Your task:
Look through the material below. Copy every line with the string "args" in it.

Given records:
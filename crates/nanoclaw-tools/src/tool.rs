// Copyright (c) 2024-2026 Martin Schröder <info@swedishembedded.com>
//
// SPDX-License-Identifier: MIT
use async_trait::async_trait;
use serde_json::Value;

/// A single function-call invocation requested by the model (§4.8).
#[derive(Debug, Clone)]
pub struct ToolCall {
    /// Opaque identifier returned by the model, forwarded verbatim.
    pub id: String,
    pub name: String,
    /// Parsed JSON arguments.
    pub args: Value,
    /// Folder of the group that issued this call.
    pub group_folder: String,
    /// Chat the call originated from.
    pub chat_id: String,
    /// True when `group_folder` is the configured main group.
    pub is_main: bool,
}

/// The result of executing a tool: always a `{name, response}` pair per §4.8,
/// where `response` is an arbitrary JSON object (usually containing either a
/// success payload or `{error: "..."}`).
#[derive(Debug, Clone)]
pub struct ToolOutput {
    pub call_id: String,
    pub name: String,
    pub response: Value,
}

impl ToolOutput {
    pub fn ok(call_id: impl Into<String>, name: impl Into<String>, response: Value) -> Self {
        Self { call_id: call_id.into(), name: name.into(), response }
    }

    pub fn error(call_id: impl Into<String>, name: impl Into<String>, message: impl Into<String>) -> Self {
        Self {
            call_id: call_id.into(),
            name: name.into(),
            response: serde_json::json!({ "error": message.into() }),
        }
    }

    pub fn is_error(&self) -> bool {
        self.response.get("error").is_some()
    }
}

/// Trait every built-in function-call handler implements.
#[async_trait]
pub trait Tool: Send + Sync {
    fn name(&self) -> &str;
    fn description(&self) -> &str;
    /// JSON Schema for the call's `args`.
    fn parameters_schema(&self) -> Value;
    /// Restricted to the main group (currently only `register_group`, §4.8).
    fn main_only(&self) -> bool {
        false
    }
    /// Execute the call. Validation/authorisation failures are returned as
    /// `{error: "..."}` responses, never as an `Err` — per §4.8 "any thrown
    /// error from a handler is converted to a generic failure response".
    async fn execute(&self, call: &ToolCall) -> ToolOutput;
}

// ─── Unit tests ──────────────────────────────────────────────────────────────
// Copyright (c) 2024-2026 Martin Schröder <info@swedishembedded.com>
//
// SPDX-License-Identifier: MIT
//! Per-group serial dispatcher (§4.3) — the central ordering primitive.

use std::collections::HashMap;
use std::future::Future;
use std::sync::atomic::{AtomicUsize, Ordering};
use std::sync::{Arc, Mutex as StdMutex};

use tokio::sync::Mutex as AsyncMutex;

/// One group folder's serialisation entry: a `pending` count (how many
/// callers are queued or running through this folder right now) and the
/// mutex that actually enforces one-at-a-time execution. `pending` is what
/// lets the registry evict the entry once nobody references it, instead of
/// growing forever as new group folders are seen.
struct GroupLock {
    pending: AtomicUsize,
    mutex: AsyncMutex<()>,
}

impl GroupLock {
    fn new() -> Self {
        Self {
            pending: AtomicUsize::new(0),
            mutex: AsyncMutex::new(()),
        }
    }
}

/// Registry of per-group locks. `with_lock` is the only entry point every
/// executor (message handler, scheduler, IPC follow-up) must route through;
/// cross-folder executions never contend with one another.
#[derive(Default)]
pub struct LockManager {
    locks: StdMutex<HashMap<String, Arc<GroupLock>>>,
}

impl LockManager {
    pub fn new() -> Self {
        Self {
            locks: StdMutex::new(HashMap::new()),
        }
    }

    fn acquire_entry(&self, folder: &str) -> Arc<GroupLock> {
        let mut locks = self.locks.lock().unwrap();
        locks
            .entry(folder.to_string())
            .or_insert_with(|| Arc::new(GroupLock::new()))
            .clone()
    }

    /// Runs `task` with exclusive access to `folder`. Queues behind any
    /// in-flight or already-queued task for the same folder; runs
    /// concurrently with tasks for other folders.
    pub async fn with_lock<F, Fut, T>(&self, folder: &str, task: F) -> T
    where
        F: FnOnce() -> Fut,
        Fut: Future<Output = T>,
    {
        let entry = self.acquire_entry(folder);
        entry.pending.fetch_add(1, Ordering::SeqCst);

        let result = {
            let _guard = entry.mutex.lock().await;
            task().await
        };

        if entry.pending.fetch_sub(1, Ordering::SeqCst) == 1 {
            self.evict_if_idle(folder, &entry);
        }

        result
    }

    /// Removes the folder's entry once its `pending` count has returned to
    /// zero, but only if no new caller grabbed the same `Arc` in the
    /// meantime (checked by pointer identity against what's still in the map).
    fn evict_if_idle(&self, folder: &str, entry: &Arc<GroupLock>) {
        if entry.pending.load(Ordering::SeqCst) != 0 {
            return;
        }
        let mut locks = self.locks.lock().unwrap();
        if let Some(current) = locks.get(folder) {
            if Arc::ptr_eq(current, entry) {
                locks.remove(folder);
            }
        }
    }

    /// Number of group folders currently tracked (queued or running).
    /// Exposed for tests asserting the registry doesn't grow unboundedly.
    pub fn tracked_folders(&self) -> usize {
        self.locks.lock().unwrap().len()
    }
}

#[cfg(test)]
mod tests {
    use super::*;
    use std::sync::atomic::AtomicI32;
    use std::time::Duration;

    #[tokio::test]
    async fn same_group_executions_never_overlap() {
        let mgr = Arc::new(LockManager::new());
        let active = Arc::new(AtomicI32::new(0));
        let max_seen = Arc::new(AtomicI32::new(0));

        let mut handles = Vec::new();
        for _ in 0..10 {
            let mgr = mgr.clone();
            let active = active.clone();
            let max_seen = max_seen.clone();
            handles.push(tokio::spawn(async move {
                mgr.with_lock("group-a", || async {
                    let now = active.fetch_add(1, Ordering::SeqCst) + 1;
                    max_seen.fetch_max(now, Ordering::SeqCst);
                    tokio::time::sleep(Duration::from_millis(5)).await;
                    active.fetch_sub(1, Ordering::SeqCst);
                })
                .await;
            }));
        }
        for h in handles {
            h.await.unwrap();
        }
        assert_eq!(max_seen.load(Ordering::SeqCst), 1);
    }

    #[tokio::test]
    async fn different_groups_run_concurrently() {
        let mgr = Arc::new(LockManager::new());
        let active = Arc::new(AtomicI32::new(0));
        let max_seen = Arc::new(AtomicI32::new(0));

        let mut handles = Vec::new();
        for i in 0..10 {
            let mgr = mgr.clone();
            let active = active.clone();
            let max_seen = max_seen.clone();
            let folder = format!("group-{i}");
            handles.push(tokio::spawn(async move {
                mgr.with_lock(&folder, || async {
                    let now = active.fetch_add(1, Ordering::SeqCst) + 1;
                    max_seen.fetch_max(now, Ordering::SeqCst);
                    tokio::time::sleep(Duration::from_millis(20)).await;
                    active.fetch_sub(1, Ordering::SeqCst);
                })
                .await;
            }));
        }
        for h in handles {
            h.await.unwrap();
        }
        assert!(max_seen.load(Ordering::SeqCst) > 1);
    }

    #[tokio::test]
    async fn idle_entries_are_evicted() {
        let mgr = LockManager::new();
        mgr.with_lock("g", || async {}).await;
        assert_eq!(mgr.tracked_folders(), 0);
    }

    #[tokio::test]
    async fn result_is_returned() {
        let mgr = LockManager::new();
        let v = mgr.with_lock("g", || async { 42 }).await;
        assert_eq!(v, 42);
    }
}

Task output:
    pub args: Value,
    /// JSON Schema for the call's `args`.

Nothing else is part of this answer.